**What to work on:** For the word "host", state the number of lines in the data that contain it, and nothing else.

**Saved entries:**
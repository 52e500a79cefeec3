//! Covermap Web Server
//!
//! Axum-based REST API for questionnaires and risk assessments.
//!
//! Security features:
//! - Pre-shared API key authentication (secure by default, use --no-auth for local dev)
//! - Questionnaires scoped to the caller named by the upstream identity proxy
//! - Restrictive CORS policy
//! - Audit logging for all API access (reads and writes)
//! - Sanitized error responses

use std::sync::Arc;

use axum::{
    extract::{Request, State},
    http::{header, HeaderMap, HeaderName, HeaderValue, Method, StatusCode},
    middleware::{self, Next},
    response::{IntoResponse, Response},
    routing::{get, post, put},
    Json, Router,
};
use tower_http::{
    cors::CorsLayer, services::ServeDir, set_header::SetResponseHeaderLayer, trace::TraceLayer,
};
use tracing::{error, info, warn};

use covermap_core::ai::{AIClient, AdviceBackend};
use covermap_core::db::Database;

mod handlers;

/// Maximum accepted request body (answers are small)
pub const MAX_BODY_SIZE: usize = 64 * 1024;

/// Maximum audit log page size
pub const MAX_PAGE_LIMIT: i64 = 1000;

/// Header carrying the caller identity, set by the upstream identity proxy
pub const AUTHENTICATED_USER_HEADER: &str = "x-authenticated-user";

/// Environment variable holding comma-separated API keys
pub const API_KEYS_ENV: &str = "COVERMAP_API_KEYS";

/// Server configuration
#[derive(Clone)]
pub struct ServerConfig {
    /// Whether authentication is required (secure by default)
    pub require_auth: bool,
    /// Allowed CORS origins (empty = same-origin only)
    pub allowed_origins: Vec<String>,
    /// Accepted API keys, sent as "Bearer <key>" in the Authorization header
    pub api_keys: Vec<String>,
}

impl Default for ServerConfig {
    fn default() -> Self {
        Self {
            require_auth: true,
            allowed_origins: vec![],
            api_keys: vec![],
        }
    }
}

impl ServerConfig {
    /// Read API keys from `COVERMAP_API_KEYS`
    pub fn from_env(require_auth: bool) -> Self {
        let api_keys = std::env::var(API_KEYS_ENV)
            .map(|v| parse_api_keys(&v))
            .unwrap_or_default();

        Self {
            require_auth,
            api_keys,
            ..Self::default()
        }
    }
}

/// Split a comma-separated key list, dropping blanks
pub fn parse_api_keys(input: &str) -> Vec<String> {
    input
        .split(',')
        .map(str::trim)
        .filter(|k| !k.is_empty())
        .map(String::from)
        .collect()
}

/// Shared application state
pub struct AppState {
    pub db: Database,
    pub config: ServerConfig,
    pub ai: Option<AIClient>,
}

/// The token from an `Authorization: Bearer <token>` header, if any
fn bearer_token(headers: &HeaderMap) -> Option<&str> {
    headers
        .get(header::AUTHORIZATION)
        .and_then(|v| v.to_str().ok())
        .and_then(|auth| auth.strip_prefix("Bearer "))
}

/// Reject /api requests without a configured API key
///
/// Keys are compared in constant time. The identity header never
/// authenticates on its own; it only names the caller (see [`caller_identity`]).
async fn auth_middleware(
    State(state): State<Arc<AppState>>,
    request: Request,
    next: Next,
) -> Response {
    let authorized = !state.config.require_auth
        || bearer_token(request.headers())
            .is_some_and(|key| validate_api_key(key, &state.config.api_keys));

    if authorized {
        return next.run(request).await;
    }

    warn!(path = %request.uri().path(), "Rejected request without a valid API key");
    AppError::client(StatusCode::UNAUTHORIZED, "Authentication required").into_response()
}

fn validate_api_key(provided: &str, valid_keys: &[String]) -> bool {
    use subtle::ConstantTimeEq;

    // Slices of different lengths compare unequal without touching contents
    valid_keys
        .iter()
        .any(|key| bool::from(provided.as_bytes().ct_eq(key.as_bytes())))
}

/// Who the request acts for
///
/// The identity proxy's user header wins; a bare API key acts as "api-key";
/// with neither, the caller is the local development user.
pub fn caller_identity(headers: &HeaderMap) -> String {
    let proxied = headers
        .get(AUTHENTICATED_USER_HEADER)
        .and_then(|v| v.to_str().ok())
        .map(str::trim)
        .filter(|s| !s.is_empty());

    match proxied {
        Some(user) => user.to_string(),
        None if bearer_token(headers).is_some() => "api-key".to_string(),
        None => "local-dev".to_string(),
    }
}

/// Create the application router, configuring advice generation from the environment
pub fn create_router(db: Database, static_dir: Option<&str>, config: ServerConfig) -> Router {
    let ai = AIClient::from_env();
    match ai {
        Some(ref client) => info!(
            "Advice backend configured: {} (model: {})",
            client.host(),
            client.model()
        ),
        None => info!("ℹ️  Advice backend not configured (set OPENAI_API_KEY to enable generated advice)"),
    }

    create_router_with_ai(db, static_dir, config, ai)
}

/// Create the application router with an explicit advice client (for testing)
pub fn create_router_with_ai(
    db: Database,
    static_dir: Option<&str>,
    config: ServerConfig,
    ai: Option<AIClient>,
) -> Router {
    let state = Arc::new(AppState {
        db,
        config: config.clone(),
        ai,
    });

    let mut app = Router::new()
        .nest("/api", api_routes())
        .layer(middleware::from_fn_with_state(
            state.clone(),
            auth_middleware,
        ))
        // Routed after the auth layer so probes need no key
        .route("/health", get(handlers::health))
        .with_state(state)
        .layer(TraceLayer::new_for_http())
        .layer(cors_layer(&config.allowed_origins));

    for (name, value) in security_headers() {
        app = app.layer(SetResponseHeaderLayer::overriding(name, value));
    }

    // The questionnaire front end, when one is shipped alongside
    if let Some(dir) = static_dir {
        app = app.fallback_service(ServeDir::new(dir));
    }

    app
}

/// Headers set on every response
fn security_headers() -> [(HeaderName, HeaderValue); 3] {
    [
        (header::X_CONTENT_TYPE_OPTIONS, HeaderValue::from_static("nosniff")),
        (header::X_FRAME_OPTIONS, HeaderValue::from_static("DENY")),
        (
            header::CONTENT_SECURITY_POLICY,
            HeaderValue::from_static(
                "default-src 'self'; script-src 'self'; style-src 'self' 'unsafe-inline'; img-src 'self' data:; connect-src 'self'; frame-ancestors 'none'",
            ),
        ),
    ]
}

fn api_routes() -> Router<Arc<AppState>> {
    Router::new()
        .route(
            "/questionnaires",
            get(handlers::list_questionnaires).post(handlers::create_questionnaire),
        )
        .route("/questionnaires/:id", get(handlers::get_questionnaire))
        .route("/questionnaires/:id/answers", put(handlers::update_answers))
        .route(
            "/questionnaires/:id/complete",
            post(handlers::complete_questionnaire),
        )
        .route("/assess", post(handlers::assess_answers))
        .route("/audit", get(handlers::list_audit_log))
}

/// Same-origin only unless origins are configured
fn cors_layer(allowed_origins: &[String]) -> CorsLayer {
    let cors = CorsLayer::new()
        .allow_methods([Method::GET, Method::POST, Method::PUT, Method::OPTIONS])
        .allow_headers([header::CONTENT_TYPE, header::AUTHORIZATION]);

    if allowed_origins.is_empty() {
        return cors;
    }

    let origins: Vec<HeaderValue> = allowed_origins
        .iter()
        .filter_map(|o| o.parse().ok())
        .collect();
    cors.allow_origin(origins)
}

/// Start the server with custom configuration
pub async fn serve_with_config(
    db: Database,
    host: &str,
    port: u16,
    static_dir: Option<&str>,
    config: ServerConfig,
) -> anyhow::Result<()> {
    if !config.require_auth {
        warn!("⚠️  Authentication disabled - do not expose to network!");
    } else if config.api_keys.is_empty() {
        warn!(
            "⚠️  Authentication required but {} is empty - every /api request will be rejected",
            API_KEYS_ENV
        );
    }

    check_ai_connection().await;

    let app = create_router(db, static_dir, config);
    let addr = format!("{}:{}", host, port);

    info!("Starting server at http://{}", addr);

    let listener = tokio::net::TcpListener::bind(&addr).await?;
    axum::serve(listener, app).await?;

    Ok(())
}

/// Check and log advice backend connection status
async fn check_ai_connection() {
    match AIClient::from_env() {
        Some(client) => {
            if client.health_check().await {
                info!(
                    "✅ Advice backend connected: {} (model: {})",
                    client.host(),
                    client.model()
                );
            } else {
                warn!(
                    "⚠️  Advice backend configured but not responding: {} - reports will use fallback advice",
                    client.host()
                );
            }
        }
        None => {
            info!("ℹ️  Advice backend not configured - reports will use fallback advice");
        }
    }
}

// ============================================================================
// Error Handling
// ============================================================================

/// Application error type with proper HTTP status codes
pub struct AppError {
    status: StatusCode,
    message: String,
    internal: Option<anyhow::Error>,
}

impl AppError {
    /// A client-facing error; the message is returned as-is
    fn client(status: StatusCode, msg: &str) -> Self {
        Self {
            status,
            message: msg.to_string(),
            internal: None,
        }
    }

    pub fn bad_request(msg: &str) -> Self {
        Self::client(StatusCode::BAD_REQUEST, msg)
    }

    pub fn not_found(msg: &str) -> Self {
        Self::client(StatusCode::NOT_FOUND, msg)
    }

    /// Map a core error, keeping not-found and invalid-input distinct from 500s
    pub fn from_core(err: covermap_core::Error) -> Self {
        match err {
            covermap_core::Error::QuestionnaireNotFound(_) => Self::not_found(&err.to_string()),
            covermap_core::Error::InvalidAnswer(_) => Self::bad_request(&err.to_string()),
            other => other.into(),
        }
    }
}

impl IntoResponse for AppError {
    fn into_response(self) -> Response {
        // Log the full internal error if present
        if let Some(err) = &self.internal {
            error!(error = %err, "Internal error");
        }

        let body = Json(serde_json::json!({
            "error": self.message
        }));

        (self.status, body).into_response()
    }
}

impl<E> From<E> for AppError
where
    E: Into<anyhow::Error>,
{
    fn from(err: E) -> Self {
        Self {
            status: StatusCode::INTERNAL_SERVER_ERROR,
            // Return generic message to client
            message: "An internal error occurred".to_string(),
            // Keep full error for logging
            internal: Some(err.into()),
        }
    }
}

--

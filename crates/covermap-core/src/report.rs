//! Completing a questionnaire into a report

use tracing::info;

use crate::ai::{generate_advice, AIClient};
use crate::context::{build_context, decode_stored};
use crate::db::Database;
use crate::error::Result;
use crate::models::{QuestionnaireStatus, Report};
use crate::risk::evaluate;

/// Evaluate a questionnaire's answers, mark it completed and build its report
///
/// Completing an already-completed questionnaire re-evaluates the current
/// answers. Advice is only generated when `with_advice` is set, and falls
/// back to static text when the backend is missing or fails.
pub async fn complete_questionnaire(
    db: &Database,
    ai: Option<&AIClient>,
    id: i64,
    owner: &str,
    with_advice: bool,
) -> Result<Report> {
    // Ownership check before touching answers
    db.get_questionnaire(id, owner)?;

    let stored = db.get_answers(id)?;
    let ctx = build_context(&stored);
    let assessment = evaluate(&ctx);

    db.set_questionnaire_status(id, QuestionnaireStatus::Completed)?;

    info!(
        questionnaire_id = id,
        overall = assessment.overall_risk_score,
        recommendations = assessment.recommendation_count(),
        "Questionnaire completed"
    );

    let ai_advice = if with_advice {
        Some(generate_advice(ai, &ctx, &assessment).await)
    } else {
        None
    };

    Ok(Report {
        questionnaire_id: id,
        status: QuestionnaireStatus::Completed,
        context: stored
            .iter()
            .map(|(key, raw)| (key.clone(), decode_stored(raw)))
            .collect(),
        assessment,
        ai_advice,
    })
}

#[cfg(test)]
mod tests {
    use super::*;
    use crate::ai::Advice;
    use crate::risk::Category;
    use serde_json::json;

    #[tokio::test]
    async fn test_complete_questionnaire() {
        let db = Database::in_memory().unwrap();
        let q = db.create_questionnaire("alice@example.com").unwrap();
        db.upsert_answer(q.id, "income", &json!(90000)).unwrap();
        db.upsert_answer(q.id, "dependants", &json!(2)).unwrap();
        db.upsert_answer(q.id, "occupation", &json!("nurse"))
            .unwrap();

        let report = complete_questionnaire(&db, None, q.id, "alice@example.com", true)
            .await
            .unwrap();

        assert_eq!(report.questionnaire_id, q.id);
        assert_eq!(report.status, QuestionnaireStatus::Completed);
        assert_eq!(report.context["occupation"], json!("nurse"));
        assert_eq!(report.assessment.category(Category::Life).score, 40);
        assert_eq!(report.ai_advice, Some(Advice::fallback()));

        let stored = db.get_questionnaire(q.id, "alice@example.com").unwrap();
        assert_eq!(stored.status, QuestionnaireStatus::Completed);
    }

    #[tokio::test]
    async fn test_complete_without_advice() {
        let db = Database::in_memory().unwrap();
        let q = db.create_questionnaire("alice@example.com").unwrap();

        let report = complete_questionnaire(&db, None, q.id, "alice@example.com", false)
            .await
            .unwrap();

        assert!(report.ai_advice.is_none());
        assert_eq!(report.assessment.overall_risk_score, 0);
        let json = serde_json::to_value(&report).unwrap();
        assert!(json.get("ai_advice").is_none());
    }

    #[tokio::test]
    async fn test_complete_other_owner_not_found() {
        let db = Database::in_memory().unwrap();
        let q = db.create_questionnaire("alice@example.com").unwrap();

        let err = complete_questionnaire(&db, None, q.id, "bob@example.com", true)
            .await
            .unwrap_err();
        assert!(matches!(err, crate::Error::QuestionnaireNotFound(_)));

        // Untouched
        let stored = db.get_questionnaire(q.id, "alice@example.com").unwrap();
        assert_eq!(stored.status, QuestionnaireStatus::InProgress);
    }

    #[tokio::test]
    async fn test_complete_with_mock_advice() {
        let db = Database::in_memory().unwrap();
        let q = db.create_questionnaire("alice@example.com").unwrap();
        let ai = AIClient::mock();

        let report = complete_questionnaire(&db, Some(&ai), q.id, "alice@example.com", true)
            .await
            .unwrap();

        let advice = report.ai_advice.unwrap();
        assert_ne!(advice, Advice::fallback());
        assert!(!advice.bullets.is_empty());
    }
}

**Result:** 5